First, note that side lengths of $2,3,3,4$ give rise to a convex quadrilateral (a trapezoid) that is not a rhombus or a parallelogram, and doesn't have 3 equal sides. So the only possible answers are "at least 2 sides are equal" or "all sides can be distinct." We will show that in fact, at least 2 sides must be equal.

If the sides are $x,y,z,w,$ then the condition is that each of the sides divides the perimeter $x+y+z+w.$ Suppose there is such a quadrilateral with all distinct sides. Suppose without loss of generality that $x<y<z<w.$ Now if $x+y+z+w=2w,$ then the quadrilateral is degenerate.

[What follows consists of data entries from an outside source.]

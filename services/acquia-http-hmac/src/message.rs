// Licensed to the Apache Software Foundation (ASF) under one
// or more contributor license agreements.  See the NOTICE file
// distributed with this work for additional information
// regarding copyright ownership.  The ASF licenses this file
// to you under the Apache License, Version 2.0 (the
// "License"); you may not use this file except in compliance
// with the License.  You may obtain a copy of the License at
//
//   http://www.apache.org/licenses/LICENSE-2.0
//
// Unless required by applicable law or agreed to in writing,
// software distributed under the License is distributed on an
// "AS IS" BASIS, WITHOUT WARRANTIES OR CONDITIONS OF ANY
// KIND, either express or implied.  See the License for the
// specific language governing permissions and limitations
// under the License.

//! Canonical message construction.

use std::collections::BTreeMap;
use std::fmt::Write;
use std::io::Read;

use httphmac_core::hash::base64_sha256;
use httphmac_core::{Error, Result};
use log::debug;
use percent_encoding::{utf8_percent_encode, AsciiSet, NON_ALPHANUMERIC};

use crate::AuthHeader;

/// Form encoding keeps alphanumerics and `.-*_`, everything else is escaped.
///
/// Space becomes `%20` instead of `+`.
const FORM_ENCODE_SET: &AsciiSet = &NON_ALPHANUMERIC
    .remove(b'.')
    .remove(b'-')
    .remove(b'*')
    .remove(b'_');

/// The parts of a request line that enter the canonical message.
#[derive(Clone, Copy, Debug)]
pub struct RequestTarget<'a> {
    /// HTTP method.
    pub method: &'a str,
    /// Host without port.
    pub host: &'a str,
    /// Port, only folded into the message when set and non-zero.
    pub port: Option<u16>,
    /// Request path, used verbatim.
    pub path: &'a str,
    /// Raw query string without the leading `?`, used verbatim.
    pub query: Option<&'a str>,
}

/// Build the canonical message of a request.
///
/// ## Format
///
/// ```text
/// METHOD + "\n" +
/// host[:port] + "\n" +
/// path + "\n" +
/// query + "\n" +
/// "id=" + id + "&nonce=" + nonce + "&realm=" + realm + "&version=" + version + "\n" +
/// (lower(signed header name) + ":" + value + "\n")* +
/// timestamp +
/// ["\n" + lower(content type) + "\n" + base64(sha256(body))]
/// ```
///
/// `signed_headers` holds the values resolved for the names listed in
/// `auth`; a `BTreeMap` keeps them ordered by name. The body segment is only
/// appended for methods other than `GET` and `HEAD` when the body is not
/// empty. The body of a `GET` or `HEAD` request is never read.
pub fn build_message(
    target: &RequestTarget<'_>,
    auth: &AuthHeader,
    signed_headers: &BTreeMap<String, String>,
    timestamp: &str,
    content_type: &str,
    mut body: impl Read,
) -> Result<String> {
    let method = target.method.to_uppercase();

    let mut s = String::with_capacity(256);
    writeln!(s, "{method}")?;
    s.push_str(&target.host.to_lowercase());
    if let Some(port) = target.port.filter(|v| *v > 0) {
        write!(s, ":{port}")?;
    }
    s.push('\n');
    writeln!(s, "{}", target.path)?;
    writeln!(s, "{}", target.query.unwrap_or_default())?;
    writeln!(
        s,
        "id={}&nonce={}&realm={}&version={}",
        encode(auth.require_id()?),
        encode(auth.require_nonce()?),
        encode(auth.require_realm()?),
        encode(auth.require_version()?),
    )?;
    for (name, value) in signed_headers {
        writeln!(s, "{}:{value}", name.to_lowercase())?;
    }
    s.push_str(timestamp);

    if carries_body(&method) {
        let mut content = Vec::new();
        body.read_to_end(&mut content)
            .map_err(|e| Error::body_read("failed to read request body").with_source(e))?;

        if !content.is_empty() {
            write!(
                s,
                "\n{}\n{}",
                content_type.to_lowercase(),
                base64_sha256(&content)
            )?;
        }
    }

    debug!("message to sign: {s:?}");
    Ok(s)
}

/// Encode an authorization parameter for the canonical message.
pub fn encode(value: &str) -> String {
    utf8_percent_encode(value, FORM_ENCODE_SET).to_string()
}

fn carries_body(method: &str) -> bool {
    method != "GET" && method != "HEAD"
}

And $x+y+z+w < w+w+w+w = 4w.$ So the sum must equal precisely $3w.$

Let $n=3w$ be the perimeter. Then $x = n/a, y = n/b, z = n/c, w = n/3,$ for distinct positive integers $a,b,c > 3.$ So we get $n = \frac{n}3 + \frac{n}{a} + \frac{n}{b} + \frac{n}{c},$ and the largest that the right side can possibly be is $\frac{n}3 + \frac{n}4 + \frac{n}5 + \frac{n}6 = \frac{19n}{20},$ so this is impossible.

Hence at least 2 sides are equal.